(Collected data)

+ + + + + + +

//! HTTP adapter for the OAuth flow.
//!
//! A webhook server can mount this router to forward the provider redirect
//! into [`OAuthFlowController`].

use crate::oauth::{FlowState, OAuthFlowController, CALLBACK_PATH};
use axum::{
    extract::{Query, State},
    response::{IntoResponse, Json, Redirect, Response},
    routing::get,
    Router,
};
use chrono::{DateTime, Utc};
use serde::Serialize;
use std::collections::HashMap;
use std::sync::Arc;
use tracing::debug;

/// Credential status (never includes token values)
#[derive(Serialize)]
pub struct StatusResponse {
    pub state: FlowState,
    pub access_token_valid: bool,
    pub access_expires_at: Option<DateTime<Utc>>,
    pub refresh_expires_at: Option<DateTime<Utc>>,
}

/// Create OAuth router
pub fn create_oauth_router(controller: Arc<OAuthFlowController>) -> Router {
    Router::new()
        .route("/oauth/start", get(oauth_start))
        .route(&format!("/{}", CALLBACK_PATH), get(oauth_callback))
        .route("/oauth/status", get(oauth_status))
        .with_state(controller)
}

/// GET /oauth/start
///
/// Issues a fresh state and redirects the operator to the provider.
async fn oauth_start(State(controller): State<Arc<OAuthFlowController>>) -> Redirect {
    debug!("OAuth start requested");
    let url = controller.start_auth_flow();
    Redirect::temporary(&url)
}

/// GET /oauth/callback
///
/// Provider redirect target: 200 with a confirmation page, 500 otherwise.
async fn oauth_callback(
    State(controller): State<Arc<OAuthFlowController>>,
    Query(query): Query<HashMap<String, String>>,
) -> Response {
    debug!("OAuth callback received");
    controller.handle_callback(&query).await.into_response()
}

/// GET /oauth/status
async fn oauth_status(State(controller): State<Arc<OAuthFlowController>>) -> Json<StatusResponse> {
    let record = controller.store().current();
    Json(StatusResponse {
        state: controller.state(),
        access_token_valid: controller.store().is_access_valid(Utc::now()),
        access_expires_at: record.as_ref().map(|r| r.access_expires_at),
        refresh_expires_at: record.as_ref().map(|r| r.refresh_expires_at),
    })
}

+ + + + + + +

* Your task:
Pull out every line of the records above that contains the word "StatusResponse".

* Answer for the task:
pub struct StatusResponse {
async fn oauth_status(State(controller): State<Arc<OAuthFlowController>>) -> Json<StatusResponse> {
    Json(StatusResponse {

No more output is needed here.